The reason I'd prefer to see these on the group rather than the reducer is that they are evaluated when called, not when the group is defined. That is, they are query-time, not load/filter-time. The semantics are therefore quite different than the reducers. For example, if you do ...
var group = dimension.group();
var reducer = reductio().sum(function(d) { return d.a; })(group);
reducer.sum(function(d) { return d.b; });
var result = group.all();
... then result contains a sum over a
, not a sum over b
. In other words, once a reducer is applied to a group, changing the reducer does not change the group. Further, a reducer can be applied to more than one group and the groups won't interfere with each other. However, the post-processing semantics are different, so I'd prefer not to have them on the reducer object.
Does that make sense? Would you be willing to rewrite the pull requests to put the post-processing logic onto the group object as suggested?
Thanks so much.
Alright, point taken, I suggest we make it like so then:
var reducer = reductio()
.sum('foo')(group);
group.post.cap(3); // Array of length 3
This allows us too change the variables on the post processing methods at runtime while still allowing us to create multiple groups from a single reducer.

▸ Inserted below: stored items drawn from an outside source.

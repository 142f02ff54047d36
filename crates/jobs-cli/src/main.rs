use anyhow::{anyhow, Result};
use clap::Parser;
use jobs_eval::{EvalConfig, Interrupt, ReportLayout};
use serde_json::Value;
use std::collections::BTreeMap;
use std::io::Write;
use std::path::PathBuf;

#[derive(Parser)]
#[command(
    name = "eval-jobs",
    version = "0.3.0",
    about = "Find the jobs in a release tree and print them as JSON"
)]
struct Cli {
    /// Release document (JSON, or YAML with a .yaml/.yml extension)
    release_expr: Option<PathBuf>,
    /// Register a GC root for every job's derivation in this directory
    #[arg(long)]
    gc_roots_dir: Option<PathBuf>,
    /// Do not write anything to the store
    #[arg(long)]
    dry_run: bool,
    /// Key the report by dotted attribute path instead of nesting it
    #[arg(long)]
    flat: bool,
    /// Settings file (YAML, or JSON with a .json extension)
    #[arg(long)]
    config: Option<PathBuf>,
    /// Pass NAME to functions in the tree; EXPR is a JSON literal
    #[arg(long = "arg", num_args = 2, value_names = ["NAME", "EXPR"])]
    args: Vec<String>,
    /// Pass NAME to functions in the tree as the string VALUE
    #[arg(long = "argstr", num_args = 2, value_names = ["NAME", "VALUE"])]
    argstrs: Vec<String>,
}

fn main() -> Result<()> {
    // Keep evaluation independent of the caller's search path.
    std::env::remove_var("NIX_PATH");
    init_tracing();

    let cli = Cli::parse();
    let config = build_config(&cli)?;
    let release = cli
        .release_expr
        .as_deref()
        .ok_or_else(|| jobs_eval::Error::usage("no expression specified"))?;

    if !config.roots_enabled() {
        tracing::warn!("`--gc-roots-dir' not specified");
    }

    let interrupt = Interrupt::new();
    let (report, _stats) = jobs_eval::evaluate_release(release, &config, &interrupt)?;
    emit_json(&report.to_json(config.layout)?)
}

fn init_tracing() {
    tracing_subscriber::fmt()
        .with_writer(std::io::stderr)
        .with_env_filter(
            tracing_subscriber::EnvFilter::try_from_default_env()
                .unwrap_or_else(|_| "eval_jobs=info,jobs_eval=info".into()),
        )
        .init();
}

/// File settings first, then command-line flags on top.
fn build_config(cli: &Cli) -> Result<EvalConfig> {
    let mut config = match &cli.config {
        Some(path) => EvalConfig::load(path)?,
        None => EvalConfig::default(),
    };
    if let Some(dir) = &cli.gc_roots_dir {
        config.gc_roots_dir = Some(dir.clone());
    }
    if cli.dry_run {
        config.dry_run = true;
    }
    if cli.flat {
        config.layout = ReportLayout::Flat;
    }
    config.args.extend(parse_arg_bindings(&cli.args)?);
    for (name, value) in pairs("--argstr", &cli.argstrs)? {
        config.argstrs.insert(name.to_string(), value.to_string());
    }
    Ok(config)
}

fn parse_arg_bindings(values: &[String]) -> Result<BTreeMap<String, Value>> {
    let mut out = BTreeMap::new();
    for (name, raw) in pairs("--arg", values)? {
        let parsed = serde_json::from_str::<Value>(raw)
            .map_err(|e| anyhow!("invalid --arg '{}': {}", name, e))?;
        out.insert(name.to_string(), parsed);
    }
    Ok(out)
}

fn pairs<'a>(flag: &str, values: &'a [String]) -> Result<Vec<(&'a str, &'a str)>> {
    let mut out = Vec::new();
    for pair in values.chunks(2) {
        match pair {
            [name, value] if !name.trim().is_empty() => out.push((name.as_str(), value.as_str())),
            [name, _] => return Err(anyhow!("invalid {} '{}': name cannot be empty", flag, name)),
            _ => return Err(anyhow!("{} expects a name and a value", flag)),
        }
    }
    Ok(out)
}

fn emit_json(value: &Value) -> Result<()> {
    let stdout = std::io::stdout();
    let mut out = stdout.lock();
    serde_json::to_writer_pretty(&mut out, value)?;
    writeln!(out)?;
    Ok(())
}
use std::path::PathBuf;

use thiserror::Error;

#[derive(Error, Debug)]
pub enum Error {
    /// An evaluation failure local to one attribute path. The walker records
    /// it in the report and carries on with the siblings.
    #[error("{0}")]
    Eval(String),

    #[error("unsupported value: {0}")]
    UnsupportedValue(String),

    #[error("interrupted by the user")]
    Interrupted,

    #[error("{0}")]
    Usage(String),

    #[error("failed to register GC root {root}: {source}")]
    Store {
        root: PathBuf,
        #[source]
        source: std::io::Error,
    },

    #[error("invalid release document: {0}")]
    Document(String),

    #[error("config error: {0}")]
    Config(String),

    #[error("io error: {0}")]
    Io(#[from] std::io::Error),

    #[error("json error: {0}")]
    Json(#[from] serde_json::Error),

    #[error("yaml error: {0}")]
    Yaml(#[from] serde_yaml::Error),
}

pub type Result<T> = std::result::Result<T, Error>;

impl Error {
    pub fn eval(message: impl Into<String>) -> Self {
        Self::Eval(message.into())
    }

    pub fn usage(message: impl Into<String>) -> Self {
        Self::Usage(message.into())
    }

    /// Only plain evaluation errors stay inside their attribute path.
    pub fn is_recoverable(&self) -> bool {
        matches!(self, Self::Eval(_))
    }
}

Or we could even make that chainable:
var reducer = reductio().sum('foo')(group);
group.post.sortBy('sum').cap(3)();
Alright I still haven't made it chainable, but man that would be killer.
Anyways as it stands now the API for it is:
var reducer = reductio().sum('foo')(group);
group.post.cap(3);
group.post.cap(3, 'My Others Name');
Right so, I added a method to reductio (global)
reductio.registerPostProcessor('before', function(prior){
return function(before){
return prior().filter(function(d){return +d.key < +before;});
}
});
// reductio post now has a before method
var reducer = reductio().sum('foo')(group);
group.post().before(new Date())(); // returns all elements that are before now
Then there's the cap postprocessor, which is registered through that method and can be used as so:
var reducer = reductio().sum('foo')(group);
group.post().cap(3)(); // returns the top 3 elements of the grouping where the third is an aggregation of the rest
I added a sortBy postprocessor as well.
So with this PR you can do:
var reducer = reductio().sum('foo').count(true).avg(true)(group);
var sort_descending_and_cap = group.post().sortBy('-value.sum').cap(4);
var sort_ascending_and_cap = group.post().sortBy('value.sum').cap(4);
console.log(sort_descending_and_cap());
console.log(sort_ascending_and_cap());
The logs will be different since the postprocessing is applied seperately and simply return functions which work on the crossfilter group.all method.
Starting to look good. I think I might want to remove the functionality in sortBy where it has a lot of intelligence built into the string it is passed and just use an accessor function plus the standard Reductio "if I see a string it is a property name" approach. I can make that change after merging the pull request.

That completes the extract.